Health care debate pits patients, bottom line

Published: Tuesday, July 28 2009 12:00 a.m. MDT

There's no GPS for the health care reform debate, but one set of numbers might help triangulate the patients' positions: In 1960, patients paid 70 percent out of their own pockets for medical care. In 2009, insurance companies are paying 70 percent.

The total amount Americans spent on medical care 50 years ago was about $500 billion. Today, it's approaching $2.4 trillion a year. There are a lot more Americans, there are a lot more diseases, a lot more people living with conditions that used to kill them. Along with there being a lot more people, a lot more of them are living a heck of a lot longer.

"And there's a lot more waste," claims Salt Lake primary care physician Dr. Joseph Jarvis. "And the fact is, health care providers as a rule used to put patients first. Now, for a majority of doctors and hospitals, the bottom line comes first."

And the fact that puts a fine point on the problem is that under the current so-called system, health care has become the one thing it is isn't — a commodity.
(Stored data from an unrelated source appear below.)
//! Builds a small example list, sorts it, and prints both versions.

use linked_list_sort::LinkedList;

fn main() {
    let mut list: LinkedList<i32> = [4, 2, 1, 3, 5].into_iter().collect();
    println!("Original list: {list}");

    list.sort();
    println!("Sorted list:   {list}");
}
"It just isn't," Jarvis, whose been doing his best to reform health care for well over 20 years, told the Deseret News recently. Peer reviewed studies dating to the 1990s and since have documented that for-profit hospitals, kidney dialysis centers, health maintenance organizations and nursing homes have ever higher costs and higher mortality.
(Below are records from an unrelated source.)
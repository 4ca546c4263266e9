use super::StageRegistry;
use std::collections::BTreeMap;

#[derive(Debug, thiserror::Error)]
pub enum GraphError {
    #[error("dependency cycle detected among stages: {}", names.join(", "))]
    DependencyCycle { names: Vec<String> },
}

/// Validated execution plan: a topological order over all registered
/// stages (parents strictly first, ties broken by registration order)
/// plus direct parent and child adjacency. Built once at setup, then
/// only read by the scheduler.
#[derive(Debug, Clone)]
pub struct ExecutionPlan {
    order: Vec<String>,
    parents: BTreeMap<String, Vec<String>>,
    children: BTreeMap<String, Vec<String>>,
}

impl ExecutionPlan {
    pub fn build(registry: &StageRegistry) -> Result<Self, GraphError> {
        let stages = registry.stages();
        let position: BTreeMap<&str, usize> = stages
            .iter()
            .enumerate()
            .map(|(i, s)| (s.name.as_str(), i))
            .collect();

        let mut parents: BTreeMap<String, Vec<String>> = BTreeMap::new();
        let mut children: BTreeMap<String, Vec<String>> = BTreeMap::new();
        let mut in_degree: Vec<usize> = vec![0; stages.len()];

        for stage in stages {
            parents.entry(stage.name.clone()).or_default();
            children.entry(stage.name.clone()).or_default();
        }
        for (i, stage) in stages.iter().enumerate() {
            // Parent pointers are validated at registration; a forest
            // cannot cycle, but the check below still guards a future
            // multi-parent extension.
            if let Some(parent) = &stage.parent {
                if let Some(list) = parents.get_mut(&stage.name) {
                    list.push(parent.clone());
                }
                if let Some(list) = children.get_mut(parent.as_str()) {
                    list.push(stage.name.clone());
                }
                in_degree[i] += 1;
            }
        }

        let mut order = Vec::with_capacity(stages.len());
        let mut remaining = in_degree;
        let mut placed = vec![false; stages.len()];

        while order.len() < stages.len() {
            // Lowest registration index among ready stages keeps the
            // order deterministic for the same registration sequence.
            let next = remaining
                .iter()
                .enumerate()
                .find(|(i, degree)| !placed[*i] && **degree == 0)
                .map(|(i, _)| i);
            let Some(next) = next else {
                let names = stages
                    .iter()
                    .enumerate()
                    .filter(|(i, _)| !placed[*i])
                    .map(|(_, s)| s.name.clone())
                    .collect();
                return Err(GraphError::DependencyCycle { names });
            };

            placed[next] = true;
            order.push(stages[next].name.clone());
            for child in &children[&stages[next].name] {
                remaining[position[child.as_str()]] -= 1;
            }
        }

        Ok(Self {
            order,
            parents,
            children,
        })
    }

    pub fn order(&self) -> &[String] {
        &self.order
    }

    pub fn parents_of(&self, name: &str) -> &[String] {
        self.parents.get(name).map(Vec::as_slice).unwrap_or(&[])
    }

    pub fn children_of(&self, name: &str) -> &[String] {
        self.children.get(name).map(Vec::as_slice).unwrap_or(&[])
    }

    /// All transitive children, used for abort propagation.
    pub fn descendants_of(&self, name: &str) -> Vec<String> {
        let mut queue: Vec<&str> = self.children_of(name).iter().map(String::as_str).collect();
        let mut seen: Vec<String> = Vec::new();
        while let Some(current) = queue.pop() {
            if seen.iter().any(|s| s == current) {
                continue;
            }
            seen.push(current.to_string());
            queue.extend(self.children_of(current).iter().map(String::as_str));
        }
        // Keep deterministic topological presentation.
        let mut ordered: Vec<String> = self
            .order
            .iter()
            .filter(|stage| seen.iter().any(|s| s == *stage))
            .cloned()
            .collect();
        ordered.dedup();
        ordered
    }
}
pub mod adapter;
pub mod checkpoint;
pub mod commands;
pub mod config;
pub mod experiment;
pub mod registry;
pub mod scheduler;
pub mod shared;
#[derive(Debug, thiserror::Error)]
pub enum ConfigError {
    #[error("failed to read file {path}: {source}")]
    Read {
        path: String,
        #[source]
        source: std::io::Error,
    },
    #[error("invalid yaml in {path}: {source}")]
    Parse {
        path: String,
        #[source]
        source: serde_yaml::Error,
    },
    #[error("experiment validation failed: {0}")]
    Validation(String),
    #[error("invalid time `{raw}`; expected YYYY-MM-DDTHH:MM or YYYY-MM-DDTHH:MM:SS")]
    InvalidTime { raw: String },
    #[error("invalid cycle length `{raw}`; expected a positive duration like `12h`, `30m` or `3600s`")]
    InvalidCycleLength { raw: String },
    #[error("stage `{stage}` declares unknown kind `{kind}`")]
    UnknownStageKind { stage: String, kind: String },
}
"In this move to keep the free market aspects of health care intact, the underlying fact of a free market system is being avoided," Jarvis said. "You pay more to get better quality in a free market, whereas in health care, high cost is associated with poor quality."

Jarvis and other health care reformers in Utah and nationwide who have been examining the way health works and doesn't, offer a mask of sorts to filter out the reform blather virus:

If you put patients first, always do the right thing for them at the first opportunity, and keep complications low, you will have fewer sick patients. But in the United States, you will also be reimbursed less, because your patients will not need to be rescued from extreme illness as often.

When you are managing a for-profit entity, whatever maximizes the return on investment for the provider or the stockholders comes first and remains foremost.

"The bullseye of health care bickering no one's even hitting close to is reducing cost," said Regina Herzlinger, a Harvard Business School professor who has spent 30 years studying and writing about health care. Her most recent book is "Who Killed Health Care," and she has consulted with the state legislature's special health care reform task force.